Respiratory cycle-related EEG changes during sleep reflect esophageal pressures

Ronald D Chervin, Raman K Malhotra, Joseph W Burns, Ronald D Chervin, Raman K Malhotra, Joseph W Burns

Abstract

Study objectives: Respiratory cycle-related EEG changes (RCREC) have been demonstrated during sleep by digital analysis and hypothesized to represent subtle inspiratory microarousals that may help to explain daytime sleepiness in patients with sleep-disordered breathing. We therefore examined for the first time associations between RCREC and esophageal pressure swings (deltaPes) that reflect work of breathing.

Design: Retrospective analysis.

Setting: Academic sleep laboratory.

Patients: Forty adults referred for suspected sleep disordered breathing.

Interventions: Polysomnography with esophageal pressure monitoring and automatic computation of deltaPes using a novel algorithm.

Results: Computed deltaPes for nearly all respiratory cycles during sleep correlated well with visual scoring of selected respiratory cycle samples (Spearman rho = 0.86, P < 0.0001). The RCREC within the sigma EEG range (12.5-15.5 Hz) rather than that within other frequency ranges most often showed significant within-subject inverse correlations with deltaPes. In contrast, in between-subject comparisons, beta (15.5-30.5 Hz) and to a lesser extent theta (4.5-7.5 Hz) RCREC, rather than sigma RCREC, showed significant inverse associations with mean APes.

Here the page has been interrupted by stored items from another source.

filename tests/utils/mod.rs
pub mod test_engine;
use crate::options::ResolvedOptions;
use chrono::prelude::*;
use chrono::{DateTime, Local};
use std::time::{Duration, SystemTime};

/// Palette for the built-in renderers. Every color decision goes through
/// [`paint`] keyed by one of these, so turning colors off is a single branch.
#[derive(Clone, Copy, Debug, PartialEq, Eq)]
pub enum Tint {
    Name,
    Muted,
    Duration,
    Start,
    Finish,
    Fail,
}

/// With colors off this is the identity function: the returned string is
/// byte-identical to the input, no escape sequences anywhere.
pub fn paint(tint: Tint, text: &str, colors: bool) -> String {
    if !colors {
        return text.to_string();
    }
    use colored::Colorize;
    let painted = match tint {
        Tint::Name => text.cyan(),
        Tint::Muted => text.dimmed(),
        Tint::Duration => text.magenta(),
        Tint::Start => text.green(),
        Tint::Finish => text.yellow(),
        Tint::Fail => text.red(),
    };
    painted.to_string()
}

/// Renders a task or build name. Callers may substitute their own
/// implementation through [`crate::Options::display_name`]; closures and
/// plain functions with the same shape work directly.
pub trait NameFormat: Send + Sync {
    fn format(&self, name: &str, options: &ResolvedOptions) -> String;
}

/// Renders an event timestamp.
pub trait TimeFormat: Send + Sync {
    fn format(&self, timestamp: SystemTime, options: &ResolvedOptions) -> String;
}

/// Renders a run's elapsed time.
pub trait DurationFormat: Send + Sync {
    fn format(&self, elapsed: Duration, options: &ResolvedOptions) -> String;
}

impl<F> NameFormat for F
where
    F: Fn(&str, &ResolvedOptions) -> String + Send + Sync,
{
    fn format(&self, name: &str, options: &ResolvedOptions) -> String {
        self(name, options)
    }
}

impl<F> TimeFormat for F
where
    F: Fn(SystemTime, &ResolvedOptions) -> String + Send + Sync,
{
    fn format(&self, timestamp: SystemTime, options: &ResolvedOptions) -> String {
        self(timestamp, options)
    }
}

impl<F> DurationFormat for F
where
    F: Fn(Duration, &ResolvedOptions) -> String + Send + Sync,
{
    fn format(&self, elapsed: Duration, options: &ResolvedOptions) -> String {
        self(elapsed, options)
    }
}

pub struct DefaultNameFormat;

impl NameFormat for DefaultNameFormat {
    fn format(&self, name: &str, options: &ResolvedOptions) -> String {
        paint(Tint::Name, name, options.colors)
    }
}

pub struct DefaultTimeFormat;

impl TimeFormat for DefaultTimeFormat {
    fn format(&self, timestamp: SystemTime, options: &ResolvedOptions) -> String {
        paint(Tint::Muted, &clock_time(timestamp), options.colors)
    }
}

pub struct DefaultDurationFormat;

impl DurationFormat for DefaultDurationFormat {
    fn format(&self, elapsed: Duration, options: &ResolvedOptions) -> String {
        paint(Tint::Duration, &human_duration(elapsed), options.colors)
    }
}

/// A caller-supplied formatter wins; coloring its result is its own
/// business. Otherwise the built-in default applies.
pub fn name(value: &str, options: &ResolvedOptions) -> String {
    match &options.display_name {
        Some(custom) => custom.format(value, options),
        None => DefaultNameFormat.format(value, options),
    }
}

pub fn time(timestamp: SystemTime, options: &ResolvedOptions) -> String {
    match &options.display_time {
        Some(custom) => custom.format(timestamp, options),
        None => DefaultTimeFormat.format(timestamp, options),
    }
}

pub fn duration(elapsed: Duration, options: &ResolvedOptions) -> String {
    match &options.display_duration {
        Some(custom) => custom.format(elapsed, options),
        None => DefaultDurationFormat.format(elapsed, options),
    }
}

/// Local wall-clock time with millisecond precision, e.g. `10:00:02.500`.
pub fn clock_time(timestamp: SystemTime) -> String {
    let datetime: DateTime<Local> = timestamp.into();
    datetime.format("%H:%M:%S%.3f").to_string()
}

/// Humanized elapsed time: `450ms`, `2.5s`, `1m 30s`, `2h 5m`. Fractions of
/// a second are rounded to two decimals and trailing zeros are dropped.
pub fn human_duration(elapsed: Duration) -> String {
    let millis = elapsed.as_millis();
    if millis < 1000 {
        return format!("{}ms", millis);
    }
    let secs = elapsed.as_secs_f64();
    if secs < 60.0 {
        return format!("{}s", (secs * 100.0).round() / 100.0);
    }
    let mins = elapsed.as_secs() / 60;
    let rem_secs = elapsed.as_secs() % 60;
    if mins < 60 {
        if rem_secs == 0 {
            return format!("{}m", mins);
        }
        return format!("{}m {}s", mins, rem_secs);
    }
    let hours = mins / 60;
    let rem_mins = mins % 60;
    if rem_mins == 0 {
        return format!("{}h", hours);
    }
    format!("{}h {}m", hours, rem_mins)
}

Conclusions: Variation within subjects of sigma RCREC with APes supports previous evidence that RCREC within this range may reflect microarousals exacerbated by increased work of breathing. Correlation of beta and theta, but not sigma RCREC with deltaPes in between-subject comparisons is more difficult to explain but suggests that ranges other than sigma also deserve further investigation for clinical utility.

Figures

Figure 1
Figure 1
The mean magnitude of esophageal pressure swings (expressed in cm of water pressure) recorded during sleep, as calculated by a computer, is plotted against results of sampling by human eye (Spearman rho = 0.86, P < 0.0001).
Figure 2
Figure 2
A Bland and Altman plot shows that esophageal pressure changes with each respiratory cycle, as computed automatically by a newly developed algorithm, provided a reasonably accurate measure as compared to human scoring of representative respiratory cycles. Bias was small, with the human measure proving only about 4 cm of water pressure more negative than the automated measure on average.
Figure 3
Figure 3
The respiratory cycle-related EEG change (RCREC) calculation and associated data are shown for a single respiration cycle. The calculation measures the variation of the EEG signal power for a specific frequency band within a single respiratory cycle. The process begins by applying a digital lowpass filter to the measured esophageal pressure (A) to produce a respiration signal with reduced artifacts (B). The minimums and maximums of this signal are used to derive the ΔPes and to define 4 time segments corresponding to different intervals of the respiration cycle. A digital bandpass filter is applied to the measured EEG signal (C) to produce a time series corresponding to a specific frequency band. This signal is squared to produce a time series giving the variation of EEG power with time in the frequency band (D). The mean EEG power in the frequency band (from D) is then computed for each of the four respiration cycle time segments defined by the filtered respiration cycle (B). The mean power for each interval is then normalized by the mean frequency-specific power over the entire respiration cycle. One is subtracted from each result to get the measures shown for the 4 intervals in (E). The RCREC is then computed here as the difference between the maximum and minimum values. In practice, segment-specific EEG powers would be averaged over many respiratory cycles before the difference shown in (E) is computed.
Figure 4
Figure 4
The negative esophageal pressure swings (−ΔPes) are plotted along with the frequency-specific respiratory cycle-related EEG changes (RCREC) computed over an entire night of recording for one subject (21-year-old woman with apnea/hypopnea index = 5.2 and minimum oxygen saturation = 92%). Data were centered and scaled after median filtering. The tendency for the average trend of RCREC to vary with the magnitude of esophageal pressure swings is apparent in this subject.
Figure 5
Figure 5
Average computed esophageal pressure swings (ΔPes) during all sleep epochs is plotted against beta-frequency respiratory cycle-related EEG changes (RCREC) for each of 40 subjects.